Merilo’s new guru, Ukrainian economic development and trade minister Abromavičius, has been associated in the past with Lithuanian government-funded efforts to swing western Ukraine toward the European Union – for example, the Centre for European Integration of Ukraine. The Lithuanian Government reports funding several entities like this.

Just after her Kiev appointment was announced, Merilo told the Estonian media “Ukraine needs reforms within weeks… although the hostilities in the eastern Ukraine have not stopped and are a depressive topic, it wouldn’t obstruct the reforms.”

The war in the east of the country looked to be good for Merilo’s line of business, even before she was given her job in Kiev. On December 30, she told Estonia Public Broadcasting: “The key principle of introducing e-government to Ukraine is to ‘pick the functionality that fits the need today.’ The example she cites is the 27 military hospitals currently using differing IT systems, into which the e-health infrastructure used successfully in North Estonia Military Hospital is being introduced. ‘Now we’re copying the main functionality, giving it to Ukraine, and Ukrainians are plugging in certain databases, and whatever is needed. I’ve always said that local government should support the development of local IT products and local services, but today we don’t have this time. Anything that could be adopted and copied cheaply, quickly and efficiently is very good. We’re taking the Estonian software and adapting it for Ukraine.’ Ukraine’s Ministry of Internal Affairs, she adds, wish to utilize similar e-government IT systems for use with the country’s National Guard.”

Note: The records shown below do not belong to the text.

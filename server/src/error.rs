use std::io;
use std::path::PathBuf;
use thiserror::Error;

#[derive(Debug, Error)]
pub enum ServerError {
    #[error("failed to bind {addr}")]
    Bind {
        addr: String,
        #[source]
        source: io::Error,
    },

    #[error("failed to read world file {}", path.display())]
    WorldRead {
        path: PathBuf,
        #[source]
        source: io::Error,
    },

    #[error("invalid world file")]
    WorldFormat(#[from] serde_json::Error),

    #[error("invalid console command {line:?}: {reason}")]
    Console { line: String, reason: &'static str },
}
//! Authoritative world state: fruit, players, scores and round timers.
//!
//! Nothing in here does I/O. Every mutation returns the [`Outgoing`] messages
//! it produced and the network layer decides how to deliver them.

use crate::error::ServerError;
use log::{debug, info};
use rand::Rng;
use serde::{Deserialize, Serialize};
use shared::{
    ClientCommand, ServerMessage, PLAYER_SPAWN_X, PLAYER_SPAWN_Y, PLAYER_WIDTH, SCREEN_HEIGHT,
    SCREEN_WIDTH, WALK_SPEED,
};
use std::collections::BTreeMap;
use std::path::Path;
use std::time::Duration;

/// Random spawn table: kind and points.
pub const FRUIT_KINDS: [(&str, i32); 3] = [("MANZANA", 10), ("BANANO", 20), ("MANGO", 50)];

// Keep random spawns away from the window edges
const SPAWN_MARGIN: i32 = 40;

/// One entry of a world file.
#[derive(Debug, Clone, PartialEq, Eq, Serialize, Deserialize)]
pub struct FruitSpawn {
    pub kind: String,
    pub x: i32,
    pub y: i32,
    pub points: i32,
}

/// Reads a JSON array of [`FruitSpawn`]s.
pub fn load_world(path: &Path) -> Result<Vec<FruitSpawn>, ServerError> {
    let text = std::fs::read_to_string(path).map_err(|source| ServerError::WorldRead {
        path: path.to_path_buf(),
        source,
    })?;
    parse_world(&text)
}

pub fn parse_world(text: &str) -> Result<Vec<FruitSpawn>, ServerError> {
    Ok(serde_json::from_str(text)?)
}

#[derive(Debug, Clone, PartialEq, Eq)]
pub struct Fruit {
    pub id: i32,
    pub x: i32,
    pub y: i32,
    pub kind: String,
    pub points: i32,
}

impl Fruit {
    fn spawn_message(&self) -> ServerMessage {
        ServerMessage::SpawnFruit {
            id: self.id,
            x: self.x,
            y: self.y,
            kind: self.kind.clone(),
            value: self.points,
        }
    }
}

#[derive(Debug, Clone, Copy, PartialEq, Eq, Default)]
pub enum Walk {
    #[default]
    Still,
    Left,
    Right,
}

#[derive(Debug, Clone)]
pub struct Player {
    pub id: i32,
    pub x: i32,
    pub y: i32,
    pub walk: Walk,
    pub score: i32,
    /// Time spent in the current round.
    pub round_time: Duration,
    pub game_over_sent: bool,
}

impl Player {
    pub fn new(id: i32) -> Self {
        Self {
            id,
            x: PLAYER_SPAWN_X,
            y: PLAYER_SPAWN_Y,
            walk: Walk::Still,
            score: 0,
            round_time: Duration::ZERO,
            game_over_sent: false,
        }
    }

    fn walk_step(&mut self) {
        match self.walk {
            Walk::Still => return,
            Walk::Left => self.x -= WALK_SPEED,
            Walk::Right => self.x += WALK_SPEED,
        }
        self.x = self.x.clamp(0, SCREEN_WIDTH - PLAYER_WIDTH);
    }
}

/// A message and who should receive it.
#[derive(Debug, Clone, PartialEq, Eq)]
pub enum Outgoing {
    Broadcast(ServerMessage),
    To(i32, ServerMessage),
}

pub struct GameWorld {
    fruits: BTreeMap<i32, Fruit>,
    players: BTreeMap<i32, Player>,
    next_fruit_id: i32,
    /// Zero disables game over.
    round_length: Duration,
}

impl GameWorld {
    pub fn new(round_length: Duration) -> Self {
        Self {
            fruits: BTreeMap::new(),
            players: BTreeMap::new(),
            next_fruit_id: 1,
            round_length,
        }
    }

    pub fn add_player(&mut self, id: i32) -> Vec<Outgoing> {
        self.players.insert(id, Player::new(id));
        info!("Player {} joined", id);

        let mut out = vec![Outgoing::To(id, ServerMessage::AssignId { id })];
        out.extend(
            self.fruits
                .values()
                .map(|fruit| Outgoing::To(id, fruit.spawn_message())),
        );
        out
    }

    pub fn remove_player(&mut self, id: i32) -> bool {
        let removed = self.players.remove(&id).is_some();
        if removed {
            info!("Player {} left", id);
        }
        removed
    }

    pub fn spawn_fruit(&mut self, kind: &str, x: i32, y: i32, points: i32) -> Outgoing {
        let id = self.next_fruit_id;
        self.next_fruit_id += 1;

        let fruit = Fruit {
            id,
            x,
            y,
            kind: shared::truncate_kind(kind),
            points,
        };
        debug!("Spawned {} #{} at ({}, {})", fruit.kind, id, x, y);

        let message = fruit.spawn_message();
        self.fruits.insert(id, fruit);
        Outgoing::Broadcast(message)
    }

    pub fn spawn_random_fruit<R: Rng>(&mut self, rng: &mut R) -> Outgoing {
        let (kind, points) = FRUIT_KINDS[rng.gen_range(0..FRUIT_KINDS.len())];
        let x = rng.gen_range(SPAWN_MARGIN..SCREEN_WIDTH - SPAWN_MARGIN);
        let y = rng.gen_range(SPAWN_MARGIN * 2..SCREEN_HEIGHT - SPAWN_MARGIN * 2);
        self.spawn_fruit(kind, x, y, points)
    }

    pub fn apply_command(&mut self, id: i32, command: ClientCommand) -> Vec<Outgoing> {
        let Some(player) = self.players.get_mut(&id) else {
            return Vec::new();
        };

        match command {
            ClientCommand::MoveLeft => player.walk = Walk::Left,
            ClientCommand::MoveRight => player.walk = Walk::Right,
            ClientCommand::StopMoving => player.walk = Walk::Still,
            ClientCommand::Jump => debug!("Player {} jumped", id),
            ClientCommand::EatFruit {
                player_id,
                fruit_id,
            } => {
                if player_id != id {
                    debug!("Player {} tried to eat as {}", id, player_id);
                    return Vec::new();
                }
                return self.eat_fruit(id, fruit_id);
            }
        }
        Vec::new()
    }

    fn eat_fruit(&mut self, id: i32, fruit_id: i32) -> Vec<Outgoing> {
        let Some(fruit) = self.fruits.remove(&fruit_id) else {
            debug!("Fruit {} already gone", fruit_id);
            return Vec::new();
        };
        let Some(player) = self.players.get_mut(&id) else {
            return Vec::new();
        };

        player.score += fruit.points;
        info!(
            "Player {} ate {} #{} (+{}), score {}",
            id, fruit.kind, fruit_id, fruit.points, player.score
        );

        vec![
            Outgoing::Broadcast(ServerMessage::RemoveFruit { id: fruit_id }),
            Outgoing::Broadcast(ServerMessage::PlayerScore {
                id,
                value: player.score,
            }),
        ]
    }

    /// Advances every player by one tick.
    pub fn step(&mut self, dt: Duration) -> Vec<Outgoing> {
        let mut out = Vec::with_capacity(self.players.len());
        let round_length = self.round_length;

        for player in self.players.values_mut() {
            player.walk_step();
            out.push(Outgoing::Broadcast(ServerMessage::PlayerPos {
                id: player.id,
                x: player.x,
                y: player.y,
            }));

            if round_length.is_zero() || player.game_over_sent {
                continue;
            }
            player.round_time += dt;
            if player.round_time >= round_length {
                player.game_over_sent = true;
                info!("Round over for player {}", player.id);
                out.push(Outgoing::To(player.id, ServerMessage::GameOver { id: player.id }));
            }
        }

        out
    }

    /// Ends `id`'s round on operator request, even if its timer already did.
    pub fn end_round(&mut self, id: i32) -> Option<Outgoing> {
        let player = self.players.get_mut(&id)?;
        player.game_over_sent = true;
        info!("Operator ended the round for player {}", id);
        Some(Outgoing::To(id, ServerMessage::GameOver { id }))
    }

    pub fn player(&self, id: i32) -> Option<&Player> {
        self.players.get(&id)
    }

    pub fn fruit(&self, id: i32) -> Option<&Fruit> {
        self.fruits.get(&id)
    }

    pub fn fruit_count(&self) -> usize {
        self.fruits.len()
    }

    pub fn player_count(&self) -> usize {
        self.players.len()
    }
}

She added that Estonia “is offering practical assistance by using its technical knowhow to bring help to those on the frontline of the fighting.”

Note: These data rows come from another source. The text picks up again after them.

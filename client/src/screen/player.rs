use super::{Button, FrameView, Screen, ScreenContext, ScreenState};
use crate::input::{FrameInput, MovementTracker};
use crate::rendering::{background_color, Canvas};
use crate::session::PlayerMirror;
use macroquad::prelude::*;
use shared::{ClientCommand, PLAYER_HEIGHT, PLAYER_WIDTH};

const BACK: Button = Button::new(20.0, 20.0, 100.0, 40.0, "BACK", 16.0);

#[derive(Debug, Clone, Copy, PartialEq, Eq)]
pub enum PlatformKind {
    Grass,
    Wood,
}

#[derive(Debug, Clone, Copy)]
pub struct Platform {
    pub x: f32,
    pub y: f32,
    pub w: f32,
    pub h: f32,
    pub kind: PlatformKind,
}

const fn platform(x: f32, y: f32, w: f32, kind: PlatformKind) -> Platform {
    Platform {
        x,
        y,
        w,
        h: 25.0,
        kind,
    }
}

/// Static level layout. Collision lives on the server; these are drawn only.
pub const PLATFORMS: [Platform; 10] = [
    platform(0.0, 720.0, 350.0, PlatformKind::Grass),
    platform(410.0, 680.0, 110.0, PlatformKind::Grass),
    platform(585.0, 720.0, 100.0, PlatformKind::Grass),
    platform(727.0, 640.0, 110.0, PlatformKind::Grass),
    platform(900.0, 600.0, 110.0, PlatformKind::Grass),
    platform(0.0, 210.0, 680.0, PlatformKind::Wood),
    platform(210.0, 350.0, 200.0, PlatformKind::Wood),
    platform(640.0, 240.0, 200.0, PlatformKind::Wood),
    platform(160.0, 520.0, 250.0, PlatformKind::Wood),
    platform(800.0, 420.0, 220.0, PlatformKind::Wood),
];

/// The active-player screen. Sends movement intent and draws the mirrored
/// player; the position itself only ever comes from the server.
pub struct PlayerScreen {
    player: PlayerMirror,
    movement: MovementTracker,
}

impl PlayerScreen {
    pub fn new() -> Self {
        Self {
            player: PlayerMirror::default(),
            movement: MovementTracker::new(),
        }
    }

    fn draw_platforms(canvas: &mut dyn Canvas) {
        for platform in &PLATFORMS {
            let (fill, border) = match platform.kind {
                PlatformKind::Grass => (
                    Color::from_rgba(34, 139, 34, 255),
                    Color::from_rgba(0, 60, 0, 255),
                ),
                PlatformKind::Wood => (Color::from_rgba(139, 69, 19, 255), BLACK),
            };
            canvas.rect(platform.x, platform.y, platform.w, platform.h, fill);
            canvas.rect_lines(platform.x, platform.y, platform.w, platform.h, 1.0, border);
        }
    }

    fn identity_label(&self) -> String {
        match self.player.identity {
            Some(id) => id.to_string(),
            None => "-".to_string(),
        }
    }
}

impl Default for PlayerScreen {
    fn default() -> Self {
        Self::new()
    }
}

impl Screen for PlayerScreen {
    fn handle_input(&mut self, input: &FrameInput, ctx: &mut ScreenContext) {
        if input.escape_pressed || BACK.clicked(input) {
            ctx.request(ScreenState::MainMenu);
            return;
        }

        // The tracker only advances on frames that can actually send, so a key
        // held before ASSIGN_ID still produces its MOVE_* once it arrives.
        if !ctx.can_send {
            return;
        }
        if let Some(command) = self.movement.update(input.left_held, input.right_held) {
            ctx.send(command);
        }
        if input.jump_pressed {
            ctx.send(ClientCommand::Jump);
        }
    }

    fn update(&mut self, view: &FrameView) {
        self.player = view.player;
    }

    fn render(&self, canvas: &mut dyn Canvas, view: &FrameView) {
        canvas.clear(background_color());

        BACK.render(canvas, view.pointer, DARKGRAY, GRAY);
        Self::draw_platforms(canvas);

        let x = self.player.x as f32;
        let y = self.player.y as f32;
        let (w, h) = (PLAYER_WIDTH as f32, PLAYER_HEIGHT as f32);
        canvas.rect(x, y, w, h, RED);
        canvas.rect_lines(x, y, w, h, 2.0, Color::from_rgba(139, 0, 0, 255));
        canvas.text(
            &format!("Jr #{}", self.identity_label()),
            x - 10.0,
            y - 30.0,
            12.0,
            DARKGRAY,
        );

        canvas.text("DonCEy Kong Jr - PLAYER", 380.0, 40.0, 22.0, BLACK);
        canvas.text(
            &format!("Position: ({}, {})", self.player.x, self.player.y),
            380.0,
            80.0,
            12.0,
            GRAY,
        );
        canvas.text(
            &format!("Player ID: {}", self.identity_label()),
            380.0,
            100.0,
            12.0,
            GRAY,
        );
        canvas.text("Controls: LEFT/RIGHT (A/D)", 380.0, 730.0, 12.0, GRAY);
        canvas.text("Jump: SPACE", 380.0, 748.0, 12.0, GRAY);
    }

    fn on_exit(&mut self, ctx: &mut ScreenContext) {
        if let Some(stop) = self.movement.reset() {
            ctx.send(stop);
        }
    }
}
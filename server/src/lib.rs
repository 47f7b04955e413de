//! # DonCEy Kong Jr Development Server
//!
//! A small authoritative server speaking the client's text line protocol. It
//! owns the fruit and the player positions; clients only send intent
//! (`MOVE_LEFT`, `EAT_FRUIT`, ...) and mirror what comes back.
//!
//! ## Architecture Design
//!
//! ### Task Layout
//! - **Accept loop** ([`network::GameServer::run`]): registers each connection
//!   with the [`client_manager::ClientManager`] and spawns its tasks.
//! - **Reader task** per client: decodes lines into
//!   [`network::GameEvent`]s for the game loop.
//! - **Writer task** per client: drains an unbounded channel of lines onto the
//!   socket. Dropping the client's sender closes the connection.
//! - **Game loop**: the only owner of the [`game::GameWorld`]. It applies
//!   events, ticks at a fixed rate and spawns fruit on a timer.
//! - **Console** (optional): [`console::read_console`] turns operator lines
//!   from stdin into [`network::GameEvent::Console`] events.
//!
//! ### Pure World Updates
//! [`game::GameWorld`] does no I/O. Each update returns the messages it
//! produced as [`game::Outgoing`] values, which the loop routes to one client
//! or to all of them.
//!
//! ## Protocol
//!
//! On connect a client receives `ASSIGN_ID <id>` followed by `SPAWN_FRUIT` for
//! every fruit already in play. After that it sees `PLAYER_POS` every tick,
//! `SPAWN_FRUIT` / `REMOVE_FRUIT` as fruit come and go, `PLAYER_SCORE` after a
//! successful `EAT_FRUIT`, and `GAME_OVER <id>` when its round ends.
//!
//! ## Usage Example
//!
//! ```rust,no_run
//! use server::network::{GameServer, ServerConfig};
//!
//! #[tokio::main]
//! async fn main() -> Result<(), Box<dyn std::error::Error>> {
//!     let server = GameServer::bind("127.0.0.1:9999", ServerConfig::default()).await?;
//!     server.run().await;
//!     Ok(())
//! }
//! ```

pub mod client_manager;
pub mod console;
pub mod error;
pub mod game;
pub mod network;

AbromavičiusIn a photograph with Abromavičius (right), published on January 17, Merilo has opted for office coveralls and blackened hair. The official on her left is the Prime Minister of Estonia, Taavi Roivas. It’s her maiden appearance as a Ukrainian official: Merilo is missing from the photo record of a meeting Abromavičius held last week with Nathan Sheets, the US Treasury Undersecretary for International Affairs. Sheets told Abromavičius that “provided Ukraine remains on-track with the reform program it has agreed with the International Monetary Fund (IMF)”, the US will sign a $1 billion loan guarantee. Also, “if Ukraine continues making concrete progress on its reform agenda and if conditions warrant,” Sheets added: “the U.S. Administration will be willing, working with Congress, to provide an additional $1 billion loan guarantee in late 2015.”

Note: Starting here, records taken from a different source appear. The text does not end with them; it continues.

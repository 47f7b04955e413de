use super::{Button, FrameView, Screen, ScreenContext, ScreenState};
use crate::input::FrameInput;
use crate::rendering::{background_color, Canvas};
use macroquad::prelude::*;
use shared::{SCREEN_HEIGHT, SCREEN_WIDTH};

const MENU: Button = Button::new(362.0, 550.0, 300.0, 60.0, "MENU", 28.0);

pub struct GameOverScreen;

impl GameOverScreen {
    pub fn new() -> Self {
        GameOverScreen
    }
}

impl Default for GameOverScreen {
    fn default() -> Self {
        Self::new()
    }
}

impl Screen for GameOverScreen {
    fn handle_input(&mut self, input: &FrameInput, ctx: &mut ScreenContext) {
        if input.escape_pressed || MENU.clicked(input) {
            ctx.request(ScreenState::MainMenu);
        }
    }

    fn render(&self, canvas: &mut dyn Canvas, view: &FrameView) {
        canvas.clear(background_color());
        canvas.rect(
            0.0,
            0.0,
            SCREEN_WIDTH as f32,
            SCREEN_HEIGHT as f32,
            Color::from_rgba(0, 0, 0, 150),
        );

        canvas.text("GAME OVER", 300.0, 150.0, 80.0, RED);
        canvas.text(
            "Donkey Kong Jr has fallen!",
            250.0,
            280.0,
            40.0,
            Color::from_rgba(139, 0, 0, 255),
        );
        canvas.text(
            &format!("Final score: {}", view.score),
            300.0,
            380.0,
            32.0,
            GRAY,
        );

        MENU.render(canvas, view.pointer, DARKGRAY, GRAY);
    }
}
//! Input sampling with edge detection for the per-frame controller

use macroquad::prelude::*;
use shared::ClientCommand;

/// Everything the controller needs to know about one frame of input.
#[derive(Debug, Clone, Copy, Default, PartialEq)]
pub struct FrameInput {
    pub pointer: (f32, f32),
    /// Left button went down this frame.
    pub pointer_pressed: bool,
    pub left_held: bool,
    pub right_held: bool,
    /// Jump key went down this frame.
    pub jump_pressed: bool,
    pub escape_pressed: bool,
}

impl FrameInput {
    pub fn pointer_px(&self) -> (i32, i32) {
        (self.pointer.0.round() as i32, self.pointer.1.round() as i32)
    }

    /// A click at `(x, y)`, for driving the controller without a window.
    pub fn click(x: f32, y: f32) -> Self {
        Self {
            pointer: (x, y),
            pointer_pressed: true,
            ..Self::default()
        }
    }
}

/// Samples the macroquad keyboard and mouse state into [`FrameInput`]s.
pub struct InputManager {
    // Previous frame states for edge detection
    prev_pointer: bool,
    prev_jump: bool,
    prev_escape: bool,
}

impl InputManager {
    pub fn new() -> Self {
        Self {
            prev_pointer: false,
            prev_jump: false,
            prev_escape: false,
        }
    }

    pub fn capture(&mut self) -> FrameInput {
        // Support both arrow keys and A/D
        let left_held = is_key_down(KeyCode::Left) || is_key_down(KeyCode::A);
        let right_held = is_key_down(KeyCode::Right) || is_key_down(KeyCode::D);

        let pointer_down = is_mouse_button_down(MouseButton::Left);
        let jump_down = is_key_down(KeyCode::Space);
        let escape_down = is_key_down(KeyCode::Escape);

        FrameInput {
            pointer: mouse_position(),
            pointer_pressed: rising_edge(pointer_down, &mut self.prev_pointer),
            left_held,
            right_held,
            jump_pressed: rising_edge(jump_down, &mut self.prev_jump),
            escape_pressed: rising_edge(escape_down, &mut self.prev_escape),
        }
    }
}

impl Default for InputManager {
    fn default() -> Self {
        Self::new()
    }
}

/// True only on the frame `current` flips from released to held.
fn rising_edge(current: bool, previous: &mut bool) -> bool {
    let pressed = current && !*previous;
    *previous = current;
    pressed
}

/// Horizontal intent derived from the held-key set.
#[derive(Debug, Clone, Copy, PartialEq, Eq, Default)]
pub enum Movement {
    #[default]
    Idle,
    Left,
    Right,
}

impl Movement {
    /// Left wins when both directions are held.
    pub fn from_keys(left: bool, right: bool) -> Self {
        if left {
            Movement::Left
        } else if right {
            Movement::Right
        } else {
            Movement::Idle
        }
    }

    pub fn command(self) -> ClientCommand {
        match self {
            Movement::Idle => ClientCommand::StopMoving,
            Movement::Left => ClientCommand::MoveLeft,
            Movement::Right => ClientCommand::MoveRight,
        }
    }
}

/// Emits a movement command only when the held-key set changes direction.
#[derive(Debug, Default)]
pub struct MovementTracker {
    last: Movement,
}

impl MovementTracker {
    pub fn new() -> Self {
        Self::default()
    }

    pub fn update(&mut self, left: bool, right: bool) -> Option<ClientCommand> {
        let movement = Movement::from_keys(left, right);
        if movement == self.last {
            return None;
        }
        self.last = movement;
        Some(movement.command())
    }

    /// Forgets the current direction, returning `STOP_MOVING` if the player
    /// was walking.
    pub fn reset(&mut self) -> Option<ClientCommand> {
        match std::mem::take(&mut self.last) {
            Movement::Idle => None,
            _ => Some(ClientCommand::StopMoving),
        }
    }

    pub fn current(&self) -> Movement {
        self.last
    }
}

Two days after Sheets, Merilo was also excluded from the record of Abromavičius’s meeting with Peter Balazs from the European Commission. Balazs, according to the Ukrainian record, told Abromavičius the EU isn’t so keen on the privatization selloff which Merilo and Casey have been promoting.

Merilo was asked to clarify the date and purpose of the photographs which she has released on the internet, displaying her in undress, her lips, a knife at her lips, and tasting blood; they were published last week by a website called Peoples Trust Toronto. Merilo did not reply. Asked whether funding for the Ukrainian Venture Capital and Private Equity Association has come from government bodies such as the Ukrainian Government, the European Union, EBRD, or the US Agency for International Development, she refused to say.